Methods: Our framework, OCT-SelfNet, effectively addresses the challenge of data scarcity by integrating diverse datasets from multiple sources, ensuring a comprehensive representation of eye diseases. By employing a robust two-phase training strategy self-supervised pre-training with unlabeled data followed by a supervised training stage, we utilized the power of a masked autoencoder built on the SwinV2 backbone.
Results: Extensive experiments were conducted across three datasets with varying encoder backbones, assessing scenarios including the absence of self-supervised pre-training, the absence of data fusion, low data availability, and unseen data to evaluate the efficacy of our methodology. OCT-SelfNet outperformed the baseline model (ResNet-50, ViT) in most cases. Additionally, when tested for cross-dataset generalization, OCT-SelfNet surpassed the performance of the baseline model, further demonstrating its strong generalization ability. An ablation study revealed significant improvements attributable to self-supervised pre-training and data fusion methodologies.

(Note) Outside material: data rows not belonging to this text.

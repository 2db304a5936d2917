//! CLI commands

use std::path::Path;

use keel_common::wait::ProgressSink;
use keel_common::RuntimeConfig;
use tracing::debug;

use crate::Result;

pub mod restore;
pub mod upgrade;

/// Defaults overlaid with the `--config` file when one is given
pub fn load_config(path: Option<&Path>) -> Result<RuntimeConfig> {
    match path {
        Some(path) => {
            debug!(path = %path.display(), "loading runtime config");
            Ok(RuntimeConfig::load(path)?)
        }
        None => Ok(RuntimeConfig::default()),
    }
}

/// Progress sink printing each update on its own line
#[derive(Clone, Copy, Debug, Default)]
pub struct StdoutProgress;

impl ProgressSink for StdoutProgress {
    fn report(&self, message: &str) {
        println!("{}", message);
    }
}
/// Generate the chart set the release should be running
pub fn desired_charts(
    installation: &Installation,
    meta: &ReleaseMetadata,
    config: &RuntimeConfig,
) -> Result<HelmExtensions> {
    let spec = installation.spec.config.clone().unwrap_or_default();
    let vendor = spec.extensions.helm.unwrap_or_default();

    let mut out = HelmExtensions {
        concurrency_level: 1,
        ..Default::default()
    };
    if vendor.concurrency_level > 0 {
        out.concurrency_level = vendor.concurrency_level.min(1);
    }

    for mut chart in vendor.charts {
        if chart.order == 0 {
            chart.order = DEFAULT_VENDOR_CHART_ORDER;
        }
        out.charts.push(chart);
    }
    out.repositories.extend(vendor.repositories);

    out.charts.extend(meta.configs.charts.iter().cloned());
    out.repositories.extend(meta.configs.repositories.iter().cloned());

    for chart in &mut out.charts {
        chart.order += ORDER_OFFSET;
    }

    if installation.spec.air_gap {
        out.repositories.clear();
        let dir = config.charts_dir();
        for chart in &mut out.charts {
            chart.chartname = dir
                .join(format!("{}-{}.tgz", chart.name, chart.version))
                .to_string_lossy()
                .into_owned();
        }
    }

    for patch in &spec.unsupported_overrides.builtin_extensions {
        for chart in out.charts.iter_mut().filter(|c| c.name == patch.name) {
            chart.values = merge_values(&chart.values, &patch.values)?;
        }
    }

    Ok(out)
}

/// Deep-merge YAML `patch` over `base`; mappings merge key by key, every
/// other value is replaced.
pub fn merge_values(base: &str, patch: &str) -> Result<String> {
    if patch.trim().is_empty() {
        return Ok(base.to_string());
    }
    let mut merged = parse_values(base)?;
    merge_into(&mut merged, parse_values(patch)?);
    serde_yaml::to_string(&merged)
        .map_err(|e| Error::serialization_for_kind("chart values", e.to_string()))
}
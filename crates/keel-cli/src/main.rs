//! keel CLI
//!
//! Restores an embedded cluster from a backup and upgrades it in place.

use std::process::ExitCode;

use clap::Parser;
use tracing::info;

use keel_cli::Cli;
use keel_common::telemetry::{init_telemetry, TelemetryConfig};

#[tokio::main]
async fn main() -> ExitCode {
    let cli = Cli::parse();

    let telemetry = TelemetryConfig {
        format: cli.log_format,
        ..Default::default()
    };
    if let Err(e) = init_telemetry(&telemetry) {
        eprintln!("Error: {}", e);
        return ExitCode::FAILURE;
    }

    match cli.run().await {
        Ok(()) => ExitCode::SUCCESS,
        Err(e) if e.is_stopped() => {
            info!(reason = %e, "Stopped");
            ExitCode::SUCCESS
        }
        Err(e) => {
            eprintln!("Error: {}", e);
            ExitCode::FAILURE
        }
    }
}
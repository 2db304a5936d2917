//! Error types for the CLI

/// CLI Result type
pub type Result<T> = std::result::Result<T, Error>;

/// CLI errors
#[derive(Debug, thiserror::Error)]
pub enum Error {
    #[error(transparent)]
    Core(#[from] keel_common::Error),

    #[error("io error: {0}")]
    Io(#[from] std::io::Error),

    #[error("yaml error: {0}")]
    Yaml(#[from] serde_yaml::Error),

    #[error("validation error: {message}")]
    Validation { message: String },
}

impl Error {
    pub fn validation(message: impl Into<String>) -> Self {
        Error::Validation {
            message: message.into(),
        }
    }

    /// The operator chose to stop; the process exits cleanly
    pub fn is_stopped(&self) -> bool {
        matches!(self, Error::Core(e) if e.is_stopped())
    }
}

#[cfg(test)]
mod tests {
    use super::*;

    #[test]
    fn test_stop_is_only_recognized_from_core() {
        assert!(Error::from(keel_common::Error::stopped("declined")).is_stopped());
        assert!(!Error::from(keel_common::Error::validation("bad")).is_stopped());
        assert!(!Error::validation("stopped").is_stopped());
    }

    #[test]
    fn test_core_errors_display_unchanged() {
        let err = Error::from(keel_common::Error::failed("helm charts", "boom"));
        assert_eq!(err.to_string(), "helm charts: boom");
    }
}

Discussion: Our findings suggest that the OCT-SelfNet framework is highly promising for real-world clinical deployment in detecting eye diseases from OCT images. This demonstrates the effectiveness of our two-phase training approach and the use of a masked autoencoder based on the SwinV2 backbone. Our work bridges the gap between basic research and clinical application, which significantly enhances the framework's domain adaptation and generalization capabilities in detecting eye diseases.